In the circumstances, we want to ensure that not only that there is new spending, but that the entire education budget is better spent than in the past, and that it achieves greater returns than hitherto. In that regard, we fully back the commission’s proposal that “the education sector should be designated an area of national priority”. Hence, its call for the EPOC-like transformation and monitoring arrangements.

Said the commission: “The Education Progress Committee (a working name) should be responsible for the implementation of Jamaica’s education reform measures. This body should develop annual work plans with targets, and should prepare quarterly and annual reports that outline achievements against targets. This committee should have dedicated resources and institutional support, and performance should be publicly available.”

This makes sense. The absence of oversight in the past, we believe, greatly contributed to other reform initiatives, despite their receipt of policy commitments and fiscal support. Bureaucrats remained ascendant.

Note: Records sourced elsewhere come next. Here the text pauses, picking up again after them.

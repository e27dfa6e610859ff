//! Prop table construction.
//!
//! Turns the runtime `props` object of a component descriptor into an
//! ordered table of prop records. Each value is classified by shape:
//!
//! - `foo: String` - a single constructor reference
//! - `foo: [Number, String]` - a list of constructor references
//! - `foo: { type, default?, required? }` - a descriptor object
//!
//! Anything else is unrecognized and produces no record.

use compact_str::CompactString;
use oxc_ast::ast::{
    ArrayExpression, ArrayExpressionElement, Expression, ObjectExpression, ObjectPropertyKind,
    TSType, TSTypeName, UnaryOperator,
};
use rustc_hash::FxHashSet;

use crate::component::{find_property, property_key_name, span_text, ComponentDescriptor};
use crate::resolve::{resolve, TypeDescriptor, TypeHint};

/// The generic-prop-type wrapper (`Object as PropType<T>`).
pub const PROP_TYPE: &str = "PropType";

/// Default value of a prop, as source text.
#[derive(Debug, Clone, PartialEq, Eq)]
pub enum PropDefault {
    /// A literal value (`'a'`, `1`, `true`, `null`, ...)
    Literal(CompactString),
    /// A zero-argument factory (`() => []`), kept unevaluated
    Factory(CompactString),
}

impl PropDefault {
    pub fn as_str(&self) -> &str {
        match self {
            PropDefault::Literal(text) | PropDefault::Factory(text) => text,
        }
    }
}

/// One normalized prop.
#[derive(Debug, Clone, PartialEq, Eq)]
pub struct PropRecord {
    pub key: CompactString,
    pub ty: TypeDescriptor,
    /// `Some` only when `required` was a boolean literal
    pub required: Option<bool>,
    pub default: Option<PropDefault>,
}

impl PropRecord {
    /// A prop is required only when explicitly marked `required: true`.
    pub fn optional(&self) -> bool {
        self.required != Some(true)
    }
}

/// Shape of a value in the `props` object.
#[derive(Debug)]
enum PropShape<'p, 'a> {
    /// `foo: String`
    Reference(&'p str),
    /// `foo: [Number, String]`, reference elements only
    List(Vec<&'p str>),
    /// `foo: { type: ..., default: ..., required: ... }`
    Object(&'p ObjectExpression<'a>),
    Unrecognized,
}

/// Shape of the `type` field of a descriptor object.
#[derive(Debug)]
enum TypeField<'p> {
    Reference(&'p str),
    List(Vec<&'p str>),
    /// `X as T` or `X as PropType<T>`
    Cast {
        operand: Option<&'p str>,
        target: Option<TypeHint>,
    },
    Unrecognized,
}

/// Build the prop table of a descriptor. Empty when there is no `props`
/// object literal.
pub fn build_prop_table(descriptor: &ComponentDescriptor<'_, '_>, source: &str) -> Vec<PropRecord> {
    let Some(Expression::ObjectExpression(props)) =
        descriptor.property("props").map(|p| &p.value)
    else {
        return Vec::new();
    };

    let mut records = Vec::new();
    for key in prop_keys(props) {
        // Values are looked up again per key, never carried over from key collection
        let Some(prop) = find_property(props, key) else {
            continue;
        };
        match build_record(key, classify(&prop.value), source) {
            Some(record) => records.push(record),
            None => tracing::debug!(prop = key, "prop skipped: unrecognized shape"),
        }
    }
    records
}

/// Ordered, de-duplicated static keys of the `props` object.
fn prop_keys<'p>(props: &'p ObjectExpression<'_>) -> Vec<&'p str> {
    let mut seen = FxHashSet::default();
    props
        .properties
        .iter()
        .filter_map(|kind| match kind {
            ObjectPropertyKind::ObjectProperty(p) if !p.computed => property_key_name(&p.key),
            _ => None,
        })
        .filter(|key| seen.insert(*key))
        .collect()
}

fn classify<'p, 'a>(value: &'p Expression<'a>) -> PropShape<'p, 'a> {
    match value {
        Expression::Identifier(id) => PropShape::Reference(id.name.as_str()),
        Expression::ArrayExpression(array) => PropShape::List(reference_elements(array)),
        Expression::ObjectExpression(object) => PropShape::Object(object),
        _ => PropShape::Unrecognized,
    }
}

/// Identifier elements of a list; validators and other elements are dropped.
fn reference_elements<'p>(array: &'p ArrayExpression<'_>) -> Vec<&'p str> {
    array
        .elements
        .iter()
        .filter_map(|element| match element {
            ArrayExpressionElement::Identifier(id) => Some(id.name.as_str()),
            _ => None,
        })
        .collect()
}

fn build_record(key: &str, shape: PropShape<'_, '_>, source: &str) -> Option<PropRecord> {
    let key = CompactString::new(key);
    match shape {
        PropShape::Reference(name) => Some(PropRecord {
            key,
            ty: resolve(TypeHint::Name(CompactString::new(name))),
            required: None,
            default: None,
        }),
        PropShape::List(names) => Some(PropRecord {
            key,
            ty: resolve(TypeHint::Names(
                names.into_iter().map(CompactString::new).collect(),
            )),
            required: Some(false),
            default: None,
        }),
        PropShape::Object(object) => {
            let type_value = &find_property(object, "type")?.value;
            let ty = resolve(type_hint(classify_type_field(type_value, source)));
            Some(PropRecord {
                key,
                ty,
                required: required_flag(object),
                default: default_value(object, source),
            })
        }
        PropShape::Unrecognized => None,
    }
}

fn classify_type_field<'p>(value: &'p Expression<'_>, source: &str) -> TypeField<'p> {
    match value {
        Expression::Identifier(id) => TypeField::Reference(id.name.as_str()),
        Expression::ArrayExpression(array) => TypeField::List(reference_elements(array)),
        Expression::TSAsExpression(ts_as) => {
            let operand = match &ts_as.expression {
                Expression::Identifier(id) => Some(id.name.as_str()),
                _ => None,
            };
            TypeField::Cast {
                operand,
                target: cast_target(&ts_as.type_annotation, source),
            }
        }
        _ => TypeField::Unrecognized,
    }
}

/// The usable type after `as`: the parameter of `PropType<T>`, or the name
/// of any other referenced type.
fn cast_target(ty: &TSType<'_>, source: &str) -> Option<TypeHint> {
    let TSType::TSTypeReference(reference) = ty else {
        return None;
    };
    let is_prop_type =
        matches!(&reference.type_name, TSTypeName::IdentifierReference(id) if id.name.as_str() == PROP_TYPE);
    if is_prop_type {
        let param = reference.type_parameters.as_ref()?.params.first()?;
        Some(TypeHint::Node(CompactString::new(span_text(source, param))))
    } else {
        Some(TypeHint::Identifier(CompactString::new(span_text(
            source,
            &reference.type_name,
        ))))
    }
}

fn type_hint(field: TypeField<'_>) -> TypeHint {
    match field {
        TypeField::Reference(name) => TypeHint::Name(CompactString::new(name)),
        TypeField::List(names) => {
            TypeHint::Names(names.into_iter().map(CompactString::new).collect())
        }
        TypeField::Cast { operand, target } => target
            .or_else(|| operand.map(|name| TypeHint::Name(CompactString::new(name))))
            .unwrap_or(TypeHint::Absent),
        TypeField::Unrecognized => TypeHint::Absent,
    }
}

/// `required` is honoured only as a boolean literal.
fn required_flag(object: &ObjectExpression<'_>) -> Option<bool> {
    match &find_property(object, "required")?.value {
        Expression::BooleanLiteral(b) => Some(b.value),
        _ => None,
    }
}

fn default_value(object: &ObjectExpression<'_>, source: &str) -> Option<PropDefault> {
    let value = &find_property(object, "default")?.value;
    let text = || CompactString::new(span_text(source, value));
    match value {
        Expression::ArrowFunctionExpression(arrow) if takes_no_arguments(&arrow.params) => {
            Some(PropDefault::Factory(text()))
        }
        Expression::FunctionExpression(func) if takes_no_arguments(&func.params) => {
            Some(PropDefault::Factory(text()))
        }
        Expression::StringLiteral(_)
        | Expression::NumericLiteral(_)
        | Expression::BooleanLiteral(_)
        | Expression::NullLiteral(_)
        | Expression::BigIntLiteral(_)
        | Expression::RegExpLiteral(_) => Some(PropDefault::Literal(text())),
        Expression::TemplateLiteral(template) if template.expressions.is_empty() => {
            Some(PropDefault::Literal(text()))
        }
        Expression::UnaryExpression(unary)
            if unary.operator == UnaryOperator::UnaryNegation
                && matches!(unary.argument, Expression::NumericLiteral(_)) =>
        {
            Some(PropDefault::Literal(text()))
        }
        _ => None,
    }
}

fn takes_no_arguments(params: &oxc_ast::ast::FormalParameters<'_>) -> bool {
    params.items.is_empty() && params.rest.is_none()
}

#[cfg(test)]
mod tests {
    use super::*;
    use oxc_allocator::Allocator;
    use oxc_parser::Parser;
    use oxc_span::SourceType;

    fn table(props: &str) -> Vec<PropRecord> {
        let source = format!("export default defineComponent({{\n  props: {props},\n}})\n");
        let allocator = Allocator::default();
        let ret = Parser::new(&allocator, &source, SourceType::ts()).parse();
        assert!(ret.errors.is_empty(), "{:?}", ret.errors);
        let descriptor = ComponentDescriptor::locate(&ret.program).unwrap();
        build_prop_table(&descriptor, &source)
    }

    fn members(records: &[PropRecord]) -> Vec<String> {
        records
            .iter()
            .map(|r| {
                let marker = if r.optional() { "?" } else { "" };
                format!("{}{}: {}", r.key, marker, r.ty)
            })
            .collect()
    }

    #[test]
    fn test_shorthand() {
        let records = table("{ foo: String }");
        assert_eq!(members(&records), ["foo?: string"]);
        assert_eq!(records[0].required, None);
        assert_eq!(records[0].default, None);
    }

    #[test]
    fn test_union_shorthand_is_optional() {
        let records = table("{ bar: [Number, String] }");
        assert_eq!(members(&records), ["bar?: number | string"]);
        assert_eq!(records[0].required, Some(false));
    }

    #[test]
    fn test_union_shorthand_drops_non_reference_elements() {
        let records = table("{ bar: [Number, (v) => v > 0, String] }");
        assert_eq!(members(&records), ["bar?: number | string"]);
    }

    #[test]
    fn test_prop_type_cast_required() {
        let records = table("{ baz: { type: Object as PropType<Foo>, required: true } }");
        assert_eq!(members(&records), ["baz: Foo"]);
    }

    #[test]
    fn test_prop_type_cast_keeps_full_type_text() {
        let records = table("{ items: { type: Array as PropType<Array<{ id: number }>> } }");
        assert_eq!(members(&records), ["items?: Array<{ id: number }>"]);
    }

    #[test]
    fn test_plain_cast_uses_target_name() {
        let records = table("{ user: { type: Object as User } }");
        assert_eq!(members(&records), ["user?: User"]);
    }

    #[test]
    fn test_cast_without_usable_target_falls_back_to_operand() {
        let records = table("{ a: { type: String as any }, b: { type: Object as PropType } }");
        assert_eq!(members(&records), ["a?: string", "b?: object"]);
    }

    #[test]
    fn test_descriptor_type_forms() {
        let records = table("{ a: { type: Number }, b: { type: [String, Boolean] }, c: { type: null } }");
        assert_eq!(
            members(&records),
            ["a?: number", "b?: string | boolean", "c?: unknown"]
        );
    }

    #[test]
    fn test_key_order_is_declaration_order() {
        let records = table("{ zeta: String, alpha: Number, mid: Boolean }");
        let keys: Vec<&str> = records.iter().map(|r| r.key.as_str()).collect();
        assert_eq!(keys, ["zeta", "alpha", "mid"]);
    }

    #[test]
    fn test_duplicate_keys_appear_once() {
        let records = table("{ a: String, b: Number, a: Boolean }");
        assert_eq!(members(&records), ["a?: string", "b?: number"]);
    }

    #[test]
    fn test_string_keys() {
        let records = table("{ 'aria-label': String }");
        assert_eq!(records[0].key, "aria-label");
    }

    #[test]
    fn test_default_implies_optional() {
        let records = table("{ size: { type: Number, default: 10 }, list: { type: Array, default: () => [] } }");
        assert!(records.iter().all(PropRecord::optional));
        assert_eq!(records[0].default, Some(PropDefault::Literal("10".into())));
        assert_eq!(records[1].default, Some(PropDefault::Factory("() => []".into())));
    }

    #[test]
    fn test_non_literal_default_is_absent() {
        let records = table("{ a: { type: Number, default: SOME_CONST }, b: { type: Array, default: (props) => [] } }");
        assert_eq!(records[0].default, None);
        assert_eq!(records[1].default, None);
    }

    #[test]
    fn test_negative_number_default_is_literal() {
        let records = table("{ a: { type: Number, default: -1 } }");
        assert_eq!(records[0].default, Some(PropDefault::Literal("-1".into())));
    }

    #[test]
    fn test_required_must_be_boolean_literal() {
        let records = table("{ a: { type: String, required: isRequired }, b: { type: String, required: false } }");
        assert_eq!(records[0].required, None);
        assert_eq!(records[1].required, Some(false));
        assert!(records[0].optional());
        assert!(records[1].optional());
    }

    #[test]
    fn test_descriptor_without_type_is_skipped() {
        // Known partial coverage: the key is declared but produces no member
        let records = table("{ a: { required: true }, b: String }");
        assert_eq!(members(&records), ["b?: string"]);
    }

    #[test]
    fn test_unrecognized_value_is_skipped() {
        let records = table("{ a: makeProp(), b: String }");
        assert_eq!(members(&records), ["b?: string"]);
    }

    #[test]
    fn test_nested_props_key_is_ignored() {
        let source = "export default defineComponent({\n  setup() { const x = { props: { a: String } } },\n})\n";
        let allocator = Allocator::default();
        let ret = Parser::new(&allocator, source, SourceType::ts()).parse();
        let descriptor = ComponentDescriptor::locate(&ret.program).unwrap();
        assert!(build_prop_table(&descriptor, source).is_empty());
    }

    #[test]
    fn test_non_object_props_has_no_table() {
        assert!(table("['a', 'b']").is_empty());
    }
}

With respect to the suggested oversight committee, it must be in place, and at work, before the start of the new financial year on April 1. And we propose that rather than being an ad hoc committee, it should be made a formal commission of Parliament, with powers similar to other commissions. It might be subject to a sunset clause of eight years.

Members of the commission might be appointed by the governor general, using a model resembling that of the Electoral Commission, except that some of the seats would be filled on the recommendations of key stakeholder institutions, representing several broad facets of the society.

Prime Minister Andrew Holness must begin the consultations now to have the committee established within the time frame we suggest.